Dataset entries:
Content starts

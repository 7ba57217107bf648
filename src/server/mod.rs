//! Inbound listener and per-connection lifecycle.
//!
//! [`Bastion::run`] accepts TCP connections and gives each its own task. A
//! connection goes through the SSH handshake, waits for its session channel,
//! dials the backend and then runs a [`RelayPair`] until either side is done.

mod handler;
pub mod negotiate;

use std::io;
use std::net::SocketAddr;
use std::sync::Arc;
use std::time::Duration;

use russh::keys::PrivateKey;
use russh::{Disconnect, server as ssh_server};
use tokio::net::{TcpListener, TcpStream};
use tokio::sync::mpsc;
use tracing::{debug, info, warn};

use crate::auth::{AuthPolicy, policy_for};
use crate::backend::{self, BackendSession};
use crate::channel::pump::{self, Side};
use crate::config::{BackendConfig, BastionConfig};
use crate::crypto::default_preferred;
use crate::error::{BastionError, BastionResult};
use crate::relay::RelayPair;
use handler::InboundHandler;
use negotiate::{accept_session, reject_additional};

const OPEN_QUEUE: usize = 4;

pub struct Bastion {
    listener: TcpListener,
    ssh_config: Arc<ssh_server::Config>,
    backend: Arc<BackendConfig>,
    auth: Arc<dyn AuthPolicy>,
}

impl Bastion {
    /// Bind the listen address. The host key must already be loaded.
    pub async fn bind(config: BastionConfig, host_key: PrivateKey) -> BastionResult<Self> {
        let address = config.listen.address;
        let listener = TcpListener::bind(&address)
            .await
            .map_err(|source| BastionError::BindFailed {
                address: address.clone(),
                source,
            })?;

        let auth = policy_for(&config.inbound_auth);
        let mut ssh_config = ssh_server::Config {
            preferred: default_preferred(),
            auth_rejection_time: Duration::from_millis(250),
            auth_rejection_time_initial: Some(Duration::from_millis(0)),
            inactivity_timeout: None,
            keepalive_interval: None,
            nodelay: true,
            ..Default::default()
        };
        ssh_config.methods = auth.methods();
        ssh_config.keys.push(host_key);

        Ok(Self {
            listener,
            ssh_config: Arc::new(ssh_config),
            backend: Arc::new(config.backend),
            auth,
        })
    }

    pub fn local_addr(&self) -> BastionResult<SocketAddr> {
        Ok(self.listener.local_addr()?)
    }

    /// Accept connections forever. Only a listener failure returns.
    pub async fn run(self) -> BastionResult<()> {
        info!(
            listen = %self.local_addr()?,
            backend = %self.backend.address,
            "bastion listening"
        );

        loop {
            let (stream, peer) = match self.listener.accept().await {
                Ok(accepted) => accepted,
                Err(e) if is_transient(&e) => {
                    warn!(error = %e, "accept failed; continuing");
                    continue;
                }
                Err(e) => return Err(BastionError::Accept(e)),
            };
            if let Err(e) = stream.set_nodelay(true) {
                debug!(peer = %peer, error = %e, "failed to set TCP_NODELAY");
            }

            let connection = Connection {
                peer,
                ssh_config: self.ssh_config.clone(),
                backend: self.backend.clone(),
                auth: self.auth.clone(),
            };
            tokio::spawn(async move {
                info!(peer = %peer, "client connected");
                match connection.serve(stream).await {
                    Ok(()) => info!(peer = %peer, "client disconnected"),
                    Err(e) => warn!(peer = %peer, error = %e, "connection ended with error"),
                }
            });
        }
    }
}

/// Errors that concern a single not-yet-accepted connection, not the listener.
fn is_transient(error: &io::Error) -> bool {
    matches!(
        error.kind(),
        io::ErrorKind::ConnectionAborted | io::ErrorKind::ConnectionReset | io::ErrorKind::Interrupted
    )
}

struct Connection {
    peer: SocketAddr,
    ssh_config: Arc<ssh_server::Config>,
    backend: Arc<BackendConfig>,
    auth: Arc<dyn AuthPolicy>,
}

impl Connection {
    async fn serve(self, stream: TcpStream) -> BastionResult<()> {
        let peer = self.peer;
        let (opens_tx, mut opens) = mpsc::channel(OPEN_QUEUE);
        let (requests_tx, requests) = mpsc::unbounded_channel();
        let handler = InboundHandler::new(peer, self.auth.clone(), opens_tx, requests_tx);

        let running = ssh_server::run_stream(self.ssh_config.clone(), stream, handler)
            .await
            .map_err(BastionError::Handshake)?;
        let handle = running.handle();
        let session = tokio::spawn(running);

        let channel = match accept_session(&mut opens).await {
            Ok(Some(channel)) => channel,
            Ok(None) => {
                debug!(peer = %peer, "connection ended before a session was opened");
                return finish(session).await;
            }
            Err(e) => {
                // Later opens must not wait on a negotiator that is gone.
                drop(opens);
                disconnect_client(&handle, &e.to_string()).await;
                let _ = finish(session).await;
                return Err(e);
            }
        };
        tokio::spawn(reject_additional(opens));

        let inbound = pump::attach(
            channel,
            Side::Inbound {
                handle: handle.clone(),
                requests,
            },
        );
        info!(peer = %peer, backend = %self.backend.address, "session opened; connecting to backend");

        let BackendSession {
            handle: backend_handle,
            channel: backend_channel,
        } = match backend::establish(&self.backend).await {
            Ok(backend) => backend,
            Err(e) => {
                warn!(peer = %peer, backend = %self.backend.address, error = %e, "backend unavailable; closing session");
                let _ = inbound.control.close().await;
                // Requests still queued get a failure reply, which frees the protocol handler.
                drop(inbound);
                disconnect_client(&handle, "backend unavailable").await;
                let _ = finish(session).await;
                return Err(e);
            }
        };
        let outbound = pump::attach(backend_channel, Side::Outbound);

        let transferred = RelayPair::new(inbound, outbound).run().await;
        info!(
            peer = %peer,
            to_backend = transferred.to_backend,
            to_client = transferred.to_client,
            "session relay finished"
        );

        backend::disconnect(&backend_handle).await;
        disconnect_client(&handle, "session ended").await;
        finish(session).await
    }
}

async fn disconnect_client(handle: &ssh_server::Handle, message: &str) {
    if let Err(e) = handle
        .disconnect(Disconnect::ByApplication, message.into(), "en".into())
        .await
    {
        debug!(error = ?e, "client disconnect failed");
    }
}

/// Wait for the inbound protocol task, surfacing handshake and transport errors.
async fn finish(session: tokio::task::JoinHandle<Result<(), russh::Error>>) -> BastionResult<()> {
    match session.await {
        Ok(Ok(())) => Ok(()),
        Ok(Err(e)) => Err(BastionError::Handshake(e)),
        Err(e) => Err(BastionError::Internal(format!("session task failed: {e}"))),
    }
}
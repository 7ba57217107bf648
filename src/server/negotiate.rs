//! Channel-open decisions for one inbound connection.
//!
//! The protocol handler turns every channel-open into a [`ChannelOpen`] and
//! waits for a decision. The first `session` wins; anything else before it ends
//! the connection, anything after it is refused.

use tokio::sync::{mpsc, oneshot};
use tracing::debug;

use crate::error::{BastionError, BastionResult};

pub const SESSION: &str = "session";

#[derive(Debug, Clone, Copy, PartialEq, Eq)]
pub enum RejectReason {
    UnknownChannelType,
    AdministrativelyProhibited,
}

#[derive(Debug, Clone, Copy, PartialEq, Eq)]
pub enum OpenDecision {
    Accept,
    Reject(RejectReason),
}

/// A pending channel-open request.
pub struct ChannelOpen<C> {
    pub kind: String,
    pub channel: C,
    decision: oneshot::Sender<OpenDecision>,
}

impl<C> ChannelOpen<C> {
    pub fn new(kind: impl Into<String>, channel: C) -> (Self, oneshot::Receiver<OpenDecision>) {
        let (decision, rx) = oneshot::channel();
        let open = Self {
            kind: kind.into(),
            channel,
            decision,
        };
        (open, rx)
    }

    fn accept(self) -> C {
        let _ = self.decision.send(OpenDecision::Accept);
        self.channel
    }

    fn reject(self, reason: RejectReason) {
        let _ = self.decision.send(OpenDecision::Reject(reason));
    }
}

/// Wait for the session channel.
///
/// Returns `Ok(None)` when the connection ends before any channel is opened and
/// [`BastionError::UnknownChannelType`] when the first open is not a session.
pub async fn accept_session<C>(opens: &mut mpsc::Receiver<ChannelOpen<C>>) -> BastionResult<Option<C>> {
    let Some(open) = opens.recv().await else {
        return Ok(None);
    };
    if open.kind == SESSION {
        return Ok(Some(open.accept()));
    }

    let kind = open.kind.clone();
    open.reject(RejectReason::UnknownChannelType);
    Err(BastionError::UnknownChannelType(kind))
}

/// Refuse every later channel-open until the connection goes away.
pub async fn reject_additional<C>(mut opens: mpsc::Receiver<ChannelOpen<C>>) {
    while let Some(open) = opens.recv().await {
        debug!(kind = %open.kind, "only one session per connection; rejecting channel");
        open.reject(RejectReason::AdministrativelyProhibited);
    }
}

#[cfg(test)]
mod tests {
    use super::*;

    async fn offer(tx: &mpsc::Sender<ChannelOpen<u32>>, kind: &str, id: u32) -> oneshot::Receiver<OpenDecision> {
        let (open, decision) = ChannelOpen::new(kind, id);
        tx.send(open).await.unwrap();
        decision
    }

    #[tokio::test]
    async fn first_session_is_accepted() {
        let (tx, mut rx) = mpsc::channel(4);
        let decision = offer(&tx, "session", 7).await;

        let channel = accept_session(&mut rx).await.unwrap();
        assert_eq!(channel, Some(7));
        assert_eq!(decision.await.unwrap(), OpenDecision::Accept);
    }

    #[tokio::test]
    async fn non_session_first_is_rejected_with_its_type() {
        let (tx, mut rx) = mpsc::channel(4);
        let decision = offer(&tx, "direct-tcpip", 1).await;

        let err = accept_session(&mut rx).await.unwrap_err();
        match err {
            BastionError::UnknownChannelType(kind) => assert_eq!(kind, "direct-tcpip"),
            other => panic!("unexpected error: {other}"),
        }
        assert_eq!(
            decision.await.unwrap(),
            OpenDecision::Reject(RejectReason::UnknownChannelType)
        );
    }

    #[tokio::test]
    async fn closed_connection_yields_none() {
        let (tx, mut rx) = mpsc::channel::<ChannelOpen<u32>>(4);
        drop(tx);
        assert!(accept_session(&mut rx).await.unwrap().is_none());
    }

    #[tokio::test]
    async fn later_opens_are_prohibited() {
        let (tx, mut rx) = mpsc::channel(4);
        offer(&tx, "session", 1).await;
        accept_session(&mut rx).await.unwrap();
        let rejecter = tokio::spawn(reject_additional(rx));

        let second = offer(&tx, "session", 2).await;
        let forward = offer(&tx, "direct-tcpip", 3).await;
        assert_eq!(
            second.await.unwrap(),
            OpenDecision::Reject(RejectReason::AdministrativelyProhibited)
        );
        assert_eq!(
            forward.await.unwrap(),
            OpenDecision::Reject(RejectReason::AdministrativelyProhibited)
        );

        drop(tx);
        rejecter.await.unwrap();
    }
}
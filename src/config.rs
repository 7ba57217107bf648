//! Validated runtime configuration.
//!
//! Built once at startup from the command line and shared read-only by every
//! connection handler.

use std::path::PathBuf;

use russh::keys::PrivateKey;
use secrecy::{ExposeSecret, SecretBox};

use crate::error::{BastionError, BastionResult};

pub type SecretBoxedString = SecretBox<String>;

pub const DEFAULT_LISTEN: &str = ":2022";
pub const DEFAULT_KEY_PATH: &str = "./id_rsa";
pub const DEFAULT_REMOTE: &str = ":2023";
pub const DEFAULT_USER: &str = "testuser";
pub const DEFAULT_PASS: &str = "testpass";

/// Where to listen and which identity to present to clients.
pub struct ListenConfig {
    pub address: String,
    pub host_key_path: PathBuf,
    pub key_passphrase: Option<SecretBoxedString>,
}

impl ListenConfig {
    pub fn load_host_key(&self) -> BastionResult<PrivateKey> {
        let passphrase = self.key_passphrase.as_ref().map(|p| p.expose_secret().as_str());
        crate::keys::load_host_key(&self.host_key_path, passphrase)
    }
}

/// The single backend every session is relayed to.
pub struct BackendConfig {
    pub address: String,
    pub username: String,
    pub password: SecretBoxedString,
    /// `SHA256:...` fingerprint the backend host key must match, if pinned.
    pub host_key_fingerprint: Option<String>,
    pub legacy_crypto: bool,
}

/// How inbound clients are authenticated.
pub enum InboundAuth {
    AcceptAll,
    Password { username: String, password: SecretBoxedString },
}

pub struct BastionConfig {
    pub listen: ListenConfig,
    pub backend: BackendConfig,
    pub inbound_auth: InboundAuth,
}

/// Normalise a listen address; an empty host (`:2022`) binds every IPv4 interface.
pub fn listen_address(raw: &str) -> BastionResult<String> {
    normalize(raw, "0.0.0.0")
}

/// Normalise a dial address; an empty host (`:2023`) targets the local machine.
pub fn dial_address(raw: &str) -> BastionResult<String> {
    normalize(raw, "127.0.0.1")
}

fn normalize(raw: &str, default_host: &str) -> BastionResult<String> {
    let raw = raw.trim();
    let (host, port) = raw
        .rsplit_once(':')
        .ok_or_else(|| BastionError::invalid_address(raw, "expected host:port or :port"))?;
    port.parse::<u16>()
        .map_err(|_| BastionError::invalid_address(raw, "port must be a number between 0-65535"))?;

    if host.is_empty() {
        return Ok(format!("{default_host}:{port}"));
    }
    if host.contains(':') && !(host.starts_with('[') && host.ends_with(']')) {
        return Err(BastionError::invalid_address(raw, "IPv6 hosts must be bracketed"));
    }
    Ok(format!("{host}:{port}"))
}

/// Fingerprints are compared as printed by `ssh-keygen -l`.
pub fn validate_fingerprint(raw: &str) -> BastionResult<String> {
    let raw = raw.trim();
    match raw.strip_prefix("SHA256:") {
        Some(rest) if !rest.is_empty() => Ok(raw.to_string()),
        _ => Err(BastionError::InvalidConfig(format!(
            "backend fingerprint must look like SHA256:<base64>, got '{raw}'"
        ))),
    }
}
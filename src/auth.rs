//! Inbound authentication policies.
//!
//! The relay core never looks at credentials itself; the inbound handler asks the
//! configured [`AuthPolicy`] and maps its answer onto `Auth::Accept`/`Auth::reject()`.

use std::sync::Arc;

use russh::keys::PublicKey;
use russh::{MethodKind, MethodSet};
use secrecy::ExposeSecret;

use crate::config::{InboundAuth, SecretBoxedString};

pub trait AuthPolicy: Send + Sync {
    fn allow_none(&self, user: &str) -> bool;
    fn allow_password(&self, user: &str, password: &str) -> bool;
    fn allow_publickey(&self, user: &str, key: &PublicKey) -> bool;

    /// Methods advertised to clients.
    fn methods(&self) -> MethodSet;
}

/// Lets every client in with any credentials.
#[derive(Debug, Default, Clone, Copy)]
pub struct AcceptAll;

impl AuthPolicy for AcceptAll {
    fn allow_none(&self, _user: &str) -> bool {
        true
    }

    fn allow_password(&self, _user: &str, _password: &str) -> bool {
        true
    }

    fn allow_publickey(&self, _user: &str, _key: &PublicKey) -> bool {
        true
    }

    fn methods(&self) -> MethodSet {
        let mut methods = MethodSet::empty();
        methods.push(MethodKind::None);
        methods.push(MethodKind::Password);
        methods.push(MethodKind::PublicKey);
        methods
    }
}

/// A single username/password pair.
pub struct StaticPassword {
    username: String,
    password: SecretBoxedString,
}

impl StaticPassword {
    pub fn new(username: impl Into<String>, password: SecretBoxedString) -> Self {
        Self {
            username: username.into(),
            password,
        }
    }
}

impl AuthPolicy for StaticPassword {
    fn allow_none(&self, _user: &str) -> bool {
        false
    }

    fn allow_password(&self, user: &str, password: &str) -> bool {
        let expected = self.password.expose_secret();
        // Constant-time over the password bytes.
        let matches = expected.len() == password.len()
            && expected
                .bytes()
                .zip(password.bytes())
                .fold(0u8, |acc, (a, b)| acc | (a ^ b))
                == 0;
        user == self.username && matches
    }

    fn allow_publickey(&self, _user: &str, _key: &PublicKey) -> bool {
        false
    }

    fn methods(&self) -> MethodSet {
        let mut methods = MethodSet::empty();
        methods.push(MethodKind::Password);
        methods
    }
}

/// Build the policy selected on the command line.
pub fn policy_for(auth: &InboundAuth) -> Arc<dyn AuthPolicy> {
    match auth {
        InboundAuth::AcceptAll => Arc::new(AcceptAll),
        InboundAuth::Password { username, password } => Arc::new(StaticPassword::new(
            username.clone(),
            SecretBoxedString::new(Box::new(password.expose_secret().clone())),
        )),
    }
}

#[cfg(test)]
mod tests {
    use russh::keys::ssh_key::rand_core::OsRng;
    use russh::keys::{Algorithm, PrivateKey};

    use super::*;

    fn some_key() -> PublicKey {
        PrivateKey::random(&mut OsRng, Algorithm::Ed25519)
            .unwrap()
            .public_key()
            .clone()
    }

    #[test]
    fn accept_all_lets_everyone_in() {
        let policy = AcceptAll;
        assert!(policy.allow_none("anyone"));
        assert!(policy.allow_password("anyone", "whatever"));
        assert!(policy.allow_publickey("anyone", &some_key()));
    }

    #[test]
    fn static_password_checks_both_fields() {
        let policy = StaticPassword::new("alice", SecretBoxedString::new(Box::new("s3cret".into())));
        assert!(policy.allow_password("alice", "s3cret"));
        assert!(!policy.allow_password("alice", "s3cre"));
        assert!(!policy.allow_password("alice", "s3cret!"));
        assert!(!policy.allow_password("bob", "s3cret"));
        assert!(!policy.allow_none("alice"));
        assert!(!policy.allow_publickey("alice", &some_key()));
    }

    #[test]
    fn policy_follows_config() {
        let policy = policy_for(&InboundAuth::Password {
            username: "ops".into(),
            password: SecretBoxedString::new(Box::new("pw".into())),
        });
        assert!(policy.allow_password("ops", "pw"));
        assert!(!policy.allow_none("ops"));

        let open = policy_for(&InboundAuth::AcceptAll);
        assert!(open.allow_none("ops"));
    }
}
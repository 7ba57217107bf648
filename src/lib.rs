//! Transparent SSH relay.
//!
//! Every inbound SSH connection gets exactly one session channel, which is
//! bridged byte for byte (and request for request) to a session on a fixed
//! backend host.

pub mod auth;
pub mod backend;
pub mod channel;
pub mod cli;
pub mod config;
pub mod crypto;
pub mod error;
pub mod keys;
pub mod relay;
pub mod server;

pub use config::BastionConfig;
pub use error::{BastionError, BastionResult};
pub use server::Bastion;
use std::env;
use std::path::PathBuf;

use anyhow::{Result, bail};
use clap::{ArgAction, Parser};

use crate::config::{
    BackendConfig, BastionConfig, DEFAULT_KEY_PATH, DEFAULT_LISTEN, DEFAULT_PASS, DEFAULT_REMOTE, DEFAULT_USER, InboundAuth, ListenConfig, SecretBoxedString, dial_address, listen_address, validate_fingerprint
};

const PASSWORD_ENV: &str = "BASTION_PASS";

#[derive(Debug, Parser)]
#[command(
    name = "bastion",
    about = "Transparent SSH relay that bridges every inbound session to a fixed backend"
)]
pub struct RawArgs {
    /// Local listen address
    #[arg(long, value_name = "ADDR", default_value = DEFAULT_LISTEN)]
    listen: String,
    /// Path to the server host key
    #[arg(long = "key", value_name = "PATH", default_value = DEFAULT_KEY_PATH)]
    key: PathBuf,
    /// Passphrase for an encrypted host key
    #[arg(long, value_name = "PASSPHRASE")]
    key_passphrase: Option<String>,
    /// Backend server address
    #[arg(long, value_name = "ADDR", default_value = DEFAULT_REMOTE)]
    remote: String,
    /// Backend username
    #[arg(long, value_name = "USER", default_value = DEFAULT_USER)]
    user: String,
    /// Backend password (falls back to $BASTION_PASS, then the built-in default)
    #[arg(long, value_name = "PASSWORD")]
    pass: Option<String>,
    /// Pin the backend host key to this SHA256 fingerprint
    #[arg(long, value_name = "FINGERPRINT")]
    remote_fingerprint: Option<String>,
    /// Offer SHA-1 kex and CBC ciphers to the backend
    #[arg(long, action = ArgAction::SetTrue)]
    legacy_crypto: bool,
    /// Require this username from inbound clients instead of accepting everyone
    #[arg(long, value_name = "USER", requires = "client_pass")]
    client_user: Option<String>,
    /// Password paired with --client-user
    #[arg(long, value_name = "PASSWORD", requires = "client_user")]
    client_pass: Option<String>,
}

impl BastionConfig {
    pub fn parse() -> Result<Self> {
        let args = RawArgs::parse();
        Self::try_from(args)
    }
}

impl TryFrom<RawArgs> for BastionConfig {
    type Error = anyhow::Error;

    fn try_from(args: RawArgs) -> Result<Self> {
        let listen = ListenConfig {
            address: listen_address(&args.listen)?,
            host_key_path: args.key,
            key_passphrase: args.key_passphrase.map(secret),
        };

        let host_key_fingerprint = args.remote_fingerprint.as_deref().map(validate_fingerprint).transpose()?;
        if args.user.is_empty() {
            bail!("backend username must not be empty");
        }
        let backend = BackendConfig {
            address: dial_address(&args.remote)?,
            username: args.user,
            password: secret(resolve_password(args.pass)),
            host_key_fingerprint,
            legacy_crypto: args.legacy_crypto,
        };

        let inbound_auth = match (args.client_user, args.client_pass) {
            (Some(username), Some(password)) => InboundAuth::Password {
                username,
                password: secret(password),
            },
            _ => InboundAuth::AcceptAll,
        };

        Ok(BastionConfig {
            listen,
            backend,
            inbound_auth,
        })
    }
}

fn secret(value: String) -> SecretBoxedString {
    SecretBoxedString::new(Box::new(value))
}

fn resolve_password(provided: Option<String>) -> String {
    if let Some(value) = provided {
        return value;
    }
    if let Ok(value) = env::var(PASSWORD_ENV)
        && !value.is_empty()
    {
        return value;
    }
    DEFAULT_PASS.to_string()
}
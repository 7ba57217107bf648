//! A relay pair: one inbound and one outbound session channel wired together.
//!
//! Data and requests are relayed concurrently. When either data direction ends
//! both channels are closed once, the request relay is stopped and
//! [`RelayPair::run`] returns.

mod forward;
mod requests;

pub use forward::{CloseOnce, Transferred};

use std::sync::Arc;

use tokio::sync::mpsc;
use tracing::debug;

use crate::channel::{ChannelControl, IncomingRequest, SessionChannel};
use forward::Streams;

pub struct RelayPair {
    inbound: SessionChannel,
    outbound: SessionChannel,
}

impl RelayPair {
    pub fn new(inbound: SessionChannel, outbound: SessionChannel) -> Self {
        Self { inbound, outbound }
    }

    pub async fn run(self) -> Transferred {
        debug!(inbound = self.inbound.side, outbound = self.outbound.side, "relay pair started");
        let (inbound, inbound_requests, inbound_control) = split(self.inbound);
        let (outbound, outbound_requests, outbound_control) = split(self.outbound);

        let closer = CloseOnce::new(inbound_control.clone(), outbound_control.clone());
        let request_relay = tokio::spawn(requests::relay(
            inbound_requests,
            outbound_requests,
            inbound_control,
            outbound_control,
        ));

        let transferred = forward::forward(inbound, outbound, closer).await;
        request_relay.abort();
        debug!(
            to_backend = transferred.to_backend,
            to_client = transferred.to_client,
            "relay pair finished"
        );
        transferred
    }
}

fn split(channel: SessionChannel) -> (Streams, mpsc::UnboundedReceiver<IncomingRequest>, Arc<dyn ChannelControl>) {
    let SessionChannel {
        side: _,
        reader,
        writer,
        ext_reader,
        ext_writer,
        requests,
        control,
    } = channel;
    (
        Streams {
            reader,
            writer,
            ext_reader,
            ext_writer,
        },
        requests,
        control,
    )
}

#[cfg(test)]
#[path = "relay_tests.rs"]
mod tests;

Content ends

About this exercise: Go line by line through the records above and copy each one containing "long".

Exercise response:
    #[arg(long, value_name = "ADDR", default_value = DEFAULT_LISTEN)]
    #[arg(long = "key", value_name = "PATH", default_value = DEFAULT_KEY_PATH)]
    #[arg(long, value_name = "PASSPHRASE")]
    #[arg(long, value_name = "ADDR", default_value = DEFAULT_REMOTE)]
    #[arg(long, value_name = "USER", default_value = DEFAULT_USER)]
    #[arg(long, value_name = "PASSWORD")]
    #[arg(long, value_name = "FINGERPRINT")]
    #[arg(long, action = ArgAction::SetTrue)]
    #[arg(long, value_name = "USER", requires = "client_pass")]
    #[arg(long, value_name = "PASSWORD", requires = "client_user")]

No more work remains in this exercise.